Supplied information ->

-*-*-

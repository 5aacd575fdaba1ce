//! # Job Runner
//!
//! Drives one burn job through its phases on the job thread. The runner is
//! the only writer of its job's registry entry and event stream.
//!
//! ## Wire sequence
//!
//! ```text
//! Connect   STATUS ──► ACK v.v.v
//! Upload    FRAMING ──► ACK
//!           JOB_HEADER(w, h, cx, cy, bytes) ──► ACK
//!           LINE 0..n ──► ACK each          (cancel checked before every line)
//! Burning   START_BURN ──► ACK, then FF FF 00 pct ... until 100
//! Wait      STATUS ──► ACK v.v.v
//! Finalize  HOME ──► ACK, settle
//! ```
//!
//! Once the handshake has gone out, a cancellation always ends with HOME
//! (preceded by STOP while burning). If that close-out fails, its error is
//! the job's outcome instead of `Cancelled`.

use std::sync::{Arc, Mutex};
use std::time::{Duration, Instant};

use chrono::Utc;

use crate::config::Config;
use crate::device::{ConnectionState, DeviceLease};
use crate::error::JobError;
use crate::events::{EventBus, Phase, ProgressEvent};
use crate::protocol::commands::ControlCommand;
use crate::protocol::frame::StatusScanner;
use crate::raster::RasterJobInput;

use super::link::Link;
use super::{CancelToken, JobFailure, JobId, JobRegistry, JobRequest, RasterSummary};

/// Longest single wait for a burn status frame, so cancellation and the
/// overall deadline are looked at regularly.
const BURN_POLL: Duration = Duration::from_millis(250);

/// Below this, a device that goes quiet is assumed to have stalled.
const BURN_DONE_THRESHOLD: u8 = 50;

/// The job occupying the device, if any, with its cancel token.
pub(crate) type ActiveSlot = Arc<Mutex<Option<(JobId, CancelToken)>>>;

/// Shared state a runner needs besides the device itself.
#[derive(Clone)]
pub(crate) struct JobContext {
    pub config: Arc<Config>,
    pub events: EventBus,
    pub jobs: JobRegistry,
    pub active: ActiveSlot,
}

/// Publishes progress and mirrors it into the registry.
struct Progress<'a> {
    ctx: &'a JobContext,
    id: JobId,
    phase: Phase,
    percent: u8,
}

impl<'a> Progress<'a> {
    fn new(ctx: &'a JobContext, id: JobId) -> Self {
        Self {
            ctx,
            id,
            phase: Phase::Setup,
            percent: 0,
        }
    }

    /// Enter a phase at 0%.
    fn enter(&mut self, phase: Phase, message: impl Into<String>) {
        self.phase = phase;
        self.percent = 0;
        self.publish(message.into());
    }

    /// Report progress within the current phase. Never goes backwards.
    fn update(&mut self, percent: u8, message: impl Into<String>) {
        self.percent = self.percent.max(percent.min(100));
        self.publish(message.into());
    }

    fn publish(&self, message: String) {
        self.ctx.events.publish(
            self.id,
            ProgressEvent::new(self.id, self.phase, self.percent, message),
        );
        let (phase, percent) = (self.phase, self.percent);
        self.edit(|job| {
            job.phase = phase;
            job.percent = percent;
        });
    }

    fn edit(&self, f: impl FnOnce(&mut super::BurnJob)) {
        let mut jobs = self.ctx.jobs.write().unwrap_or_else(|p| p.into_inner());
        if let Some(job) = jobs.get_mut(&self.id) {
            f(job);
        }
    }

    fn record_raster(&self, raster: &RasterJobInput) {
        let summary = RasterSummary::from(raster);
        let placement = raster.placement;
        let (depth, power) = (raster.depth, raster.power);
        self.edit(|job| {
            job.raster = Some(summary);
            job.placement = Some(placement);
            job.depth = depth;
            job.power = power;
        });
    }
}

/// Run a job to its terminal phase. Consumes the lease; the device is free
/// again before the terminal event goes out.
pub(crate) fn run(
    ctx: JobContext,
    lease: DeviceLease,
    request: JobRequest,
    cancel: CancelToken,
) -> Result<super::BurnJob, JobError> {
    let id = request.id;
    let config = Arc::clone(&ctx.config);
    let mut progress = Progress::new(&ctx, id);
    let started = Instant::now();

    let result = {
        let mut conn = lease.connection();
        let result = if config.dry_run {
            let mut link = Link::dry_run(&config);
            execute(&mut link, &lease, &mut progress, &request, &cancel, &config)
        } else {
            let mut link = Link::hardware(&mut conn, &config);
            execute(&mut link, &lease, &mut progress, &request, &cancel, &config)
        };

        if !config.dry_run {
            match &result {
                Err(e) if e.is_link_fault() => {
                    log::error!("[{}] link fault, closing port: {}", id, e);
                    conn.fault();
                }
                _ if conn.is_open() => {
                    conn.set_state(ConnectionState::Connected);
                }
                _ => {}
            }
        }
        lease.sync_status(&conn);
        result
    };

    {
        let mut active = ctx.active.lock().unwrap_or_else(|p| p.into_inner());
        if active.as_ref().is_some_and(|(active_id, _)| *active_id == id) {
            *active = None;
        }
    }
    drop(lease);

    let terminal = match &result {
        Ok(()) => {
            log::info!("[{}] complete in {:.1?}", id, started.elapsed());
            ProgressEvent::new(id, Phase::Complete, 100, "Burn complete")
        }
        Err(JobError::Cancelled) => {
            log::info!("[{}] cancelled", id);
            ProgressEvent::new(id, Phase::Cancelled, 0, "Job cancelled")
                .with_error_kind(JobError::Cancelled.kind())
        }
        Err(e) => {
            log::error!("[{}] failed: {}", id, e);
            ProgressEvent::new(id, Phase::Error, 0, e.to_string()).with_error_kind(e.kind())
        }
    };

    let snapshot = {
        let mut jobs = ctx.jobs.write().unwrap_or_else(|p| p.into_inner());
        jobs.get_mut(&id).map(|job| {
            job.phase = terminal.phase;
            job.percent = terminal.percent;
            job.error = result.as_ref().err().map(JobFailure::from);
            job.finished_at = Some(Utc::now());
            job.clone()
        })
    };
    ctx.events.publish(id, terminal);

    result?;
    snapshot.ok_or_else(|| JobError::Aborted(format!("job {} vanished from the registry", id)))
}

fn execute(
    link: &mut Link<'_>,
    lease: &DeviceLease,
    progress: &mut Progress<'_>,
    request: &JobRequest,
    cancel: &CancelToken,
    config: &Config,
) -> Result<(), JobError> {
    progress.enter(Phase::Prepare, "Preparing image");
    let raster = request.source.prepare(&request.options)?;
    progress.record_raster(&raster);
    progress.update(
        100,
        format!(
            "{}x{} raster, {} lines, {:.1}% burn",
            raster.width,
            raster.height,
            raster.rows.len(),
            raster.stats.burn_percentage
        ),
    );
    if cancel.is_cancelled() {
        return Err(JobError::Cancelled);
    }

    connect(link, lease, progress)?;
    if cancel.is_cancelled() {
        log::info!("Cancel requested after handshake, homing");
        return Err(abandon(link, false));
    }

    upload(link, progress, &raster, cancel)?;
    burn(link, progress, cancel, config)?;

    progress.enter(Phase::Wait, "Waiting for device to go idle");
    link.clear_input()?;
    link.query_status()?;
    progress.update(100, "Device idle");

    progress.enter(Phase::Finalize, "Homing");
    link.command(ControlCommand::Home)?;
    link.wait_settle();
    progress.update(100, "Homed");
    Ok(())
}

/// Close out a cancelled job on the device: stop the burn if one is
/// running, then home. Returns the error the job ends with.
fn abandon(link: &mut Link<'_>, burning: bool) -> JobError {
    let commands: &[ControlCommand] = if burning {
        &[ControlCommand::Stop, ControlCommand::Home]
    } else {
        &[ControlCommand::Home]
    };
    for command in commands {
        let sent = if burning {
            link.command_while_burning(*command)
        } else {
            link.command(*command)
        };
        if let Err(e) = sent {
            log::error!("{} after cancel failed: {}", command.describe(), e);
            return e;
        }
    }
    link.wait_settle();
    JobError::Cancelled
}

fn connect(
    link: &mut Link<'_>,
    lease: &DeviceLease,
    progress: &mut Progress<'_>,
) -> Result<(), JobError> {
    progress.enter(Phase::Connect, "Connecting");
    if let Some(conn) = link.connection() {
        conn.open()?;
        conn.transport().clear_input()?;
    }
    let firmware = link.query_status()?;
    if let Some(conn) = link.connection() {
        conn.mark_verified(firmware.clone());
        lease.sync_status(conn);
    }
    progress.update(100, format!("Connected (firmware {})", firmware));
    Ok(())
}

fn upload(
    link: &mut Link<'_>,
    progress: &mut Progress<'_>,
    raster: &RasterJobInput,
    cancel: &CancelToken,
) -> Result<(), JobError> {
    let total = raster.rows.len();
    progress.enter(Phase::Upload, format!("Uploading {} lines", total));

    link.command(ControlCommand::Framing)?;
    link.command(ControlCommand::JobHeader {
        width: raster.width as u16,
        height: raster.height as u16,
        center_x: raster.placement.center_x as u16,
        center_y: raster.placement.center_y as u16,
        total_bytes: raster.total_bytes() as u32,
    })?;

    for (i, row) in raster.rows.iter().enumerate() {
        if cancel.is_cancelled() {
            log::info!("Cancel requested after {}/{} lines, homing", i, total);
            return Err(abandon(link, false));
        }
        link.line(raster.depth, raster.power, i as u16, row)?;
        let done = i + 1;
        progress.update((done * 100 / total) as u8, format!("Line {}/{}", done, total));
    }
    Ok(())
}

fn burn(
    link: &mut Link<'_>,
    progress: &mut Progress<'_>,
    cancel: &CancelToken,
    config: &Config,
) -> Result<(), JobError> {
    progress.enter(Phase::Burning, "Burning");
    link.command(ControlCommand::StartBurn)?;

    let timing = config.timing;
    let started = Instant::now();
    let mut last_report = Instant::now();
    let mut last_percent = 0u8;
    let mut scanner = StatusScanner::new();

    loop {
        if cancel.is_cancelled() {
            log::info!("Cancel requested at {}% burned, stopping", last_percent);
            return Err(abandon(link, true));
        }

        if started.elapsed() >= timing.max_burn_duration {
            log::warn!(
                "Burn exceeded {:?} at {}%",
                timing.max_burn_duration,
                last_percent
            );
            return settle_silence(last_percent);
        }
        if last_report.elapsed() >= timing.burn_idle_timeout {
            log::warn!(
                "Device silent for {:?} at {}%",
                timing.burn_idle_timeout,
                last_percent
            );
            return settle_silence(last_percent);
        }

        let wait = BURN_POLL
            .min(timing.burn_idle_timeout.saturating_sub(last_report.elapsed()))
            .min(timing.max_burn_duration.saturating_sub(started.elapsed()));
        let Some(percent) = link.next_burn_status(&mut scanner, wait)? else {
            continue;
        };

        last_report = Instant::now();
        if percent > last_percent || percent == 100 {
            last_percent = percent;
            progress.update(percent, format!("Burning {}%", percent));
        }
        if percent >= 100 {
            return Ok(());
        }
    }
}

/// Outcome of a burn the device stopped reporting on.
fn settle_silence(last_percent: u8) -> Result<(), JobError> {
    if last_percent >= BURN_DONE_THRESHOLD {
        log::info!("Treating burn as finished at {}%", last_percent);
        Ok(())
    } else {
        Err(JobError::BurnIncomplete { last_percent })
    }
}

#[cfg(test)]
mod tests {
    use super::*;

    #[test]
    fn test_silence_threshold() {
        assert!(settle_silence(50).is_ok());
        assert!(settle_silence(99).is_ok());
        assert!(matches!(
            settle_silence(49),
            Err(JobError::BurnIncomplete { last_percent: 49 })
        ));
    }

    #[test]
    fn test_progress_never_goes_backwards() {
        let ctx = JobContext {
            config: Arc::new(Config::default()),
            events: EventBus::new(),
            jobs: JobRegistry::default(),
            active: ActiveSlot::default(),
        };
        let id = JobId::new_v4();
        let mut progress = Progress::new(&ctx, id);
        progress.enter(Phase::Upload, "start");
        progress.update(40, "a");
        progress.update(20, "b");
        assert_eq!(ctx.events.latest(id).unwrap().percent, 40);
        progress.enter(Phase::Burning, "burn");
        assert_eq!(ctx.events.latest(id).unwrap().percent, 0);
    }
}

-*-*-

Exercise goal -> Scan the entries and show every line in which the word "cancellation" is found.

Answer to the problem ->
//! Once the handshake has gone out, a cancellation always ends with HOME
/// Longest single wait for a burn status frame, so cancellation and the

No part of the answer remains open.